Beyond pure entertainment value, an election year is a fascinating time because it heightens and exposes the vagaries of public opinion, and how it is shaped and responds to messaging.
From a somewhat longer perspective, health-care reform, one of the most divisive political issues of recent years, has now been around long enough to permit formal research into how public opinion of the legislation is formed and reformed.
One recent publication, well worth tracking down, does an admirable job breaking down the bewildering shifts and apparent inconsistencies in public opinion regarding 2010’s Affordable Care Act.1 It offers valuable insights that may interest not just patients but all participants in health-care reform.
Why would legislation, most of whose core components have been supported by majority public opinion back to the days of Richard Nixon, be subject to such wild swings of approval and rejection?
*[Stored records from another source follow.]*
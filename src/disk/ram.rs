use libc::EIO;

use crate::disk::{Disk, NUM_SECTORS, Result, Sector, SectorAddr};

/// A model of a physical disk backed by host memory.
pub struct RamDisk {
    sectors: Box<[Sector]>,
}

impl RamDisk {
    /// Constructs a zero-initialized disk of `sector_count` sectors.
    pub fn new(sector_count: usize) -> Self {
        let sectors = vec![Sector::default(); sector_count].into_boxed_slice();
        Self { sectors }
    }
}

impl Default for RamDisk {
    fn default() -> Self {
        Self::new(NUM_SECTORS)
    }
}

impl Disk for RamDisk {
    fn read_sector(&self, sector: &mut Sector, addr: SectorAddr) -> Result<()> {
        let src = self.sectors.get(addr as usize).ok_or(EIO)?;
        *sector = *src;
        Ok(())
    }

    fn write_sector(&mut self, sector: &Sector, addr: SectorAddr) -> Result<()> {
        let dst = self.sectors.get_mut(addr as usize).ok_or(EIO)?;
        *dst = *sector;
        Ok(())
    }

    fn sector_count(&self) -> u32 {
        self.sectors.len() as u32
    }
}

#[cfg(test)]
mod tests {
    use super::*;

    #[test]
    fn test_roundtrip() {
        let mut disk = RamDisk::new(4);
        let written = Sector::new(b"vaka");
        disk.write_sector(&written, 2).unwrap();

        let mut read = Sector::default();
        disk.read_sector(&mut read, 2).unwrap();
        assert_eq!(read.data, written.data);
    }

    #[test]
    fn test_out_of_bounds() {
        let mut disk = RamDisk::new(4);
        let mut sector = Sector::default();
        assert_eq!(disk.read_sector(&mut sector, 4), Err(EIO));
        assert_eq!(disk.write_sector(&sector, 7), Err(EIO));
    }
}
Authors Lawrence Jacobs and Suzanne Mettler distinguish between the short-term messages apparently responsible for sudden shifts (such as the steep drop in support following widespread media coverage of Tea Party protests of the ACA), and the longer-term changes that are based how people perceive enacted policy, such as Social Security, affecting them personally.
There is good news and bad for physicians. The authors point out that those “who have experience or training related to the area of debate or are strongly motivated by its subject are less susceptible” to the short-term messaging, or what they refer to as “framing.” The downside: “Those who are particularly reliant on a given policy may be more susceptible than others to frames that tap their sense of vulnerability.” The recent flirtation with a 27-percent cut in Medicare reimbursement ought to tap into that vulnerability pretty nicely for you.
In a more disturbing segment, the authors explain how sophisticated analysis of opinion change in the past decade has “rigorously demonstrated that government policy does not, as a general rule, respond to [the opinion of the general public]; instead, the affluent and organized often exert the greatest impact if not exclusive influence on policy, while general opinion or the views of the less affluent or unorganized have little if any impact.” They cite earlier work that found that “the votes of U.S. senators are highly correlated with the preferences of higher-income individuals but exhibit virtually no responsiveness to the preferences of the majority of Americans.”
The fate of the health-care reform is far from settled, and the insights of this study are too numerous to detail here. Whether you support or oppose current health-care reform, it’s worth understanding the increasingly effective methods that all parties in this debate bring to bear to shape all of our opinions.
1. Jacobs L, Mettler S. Why Public Opinion Changes: The Implications for Health and Health Policy. J Health Polit Policy Law 2011;36(6):917-33.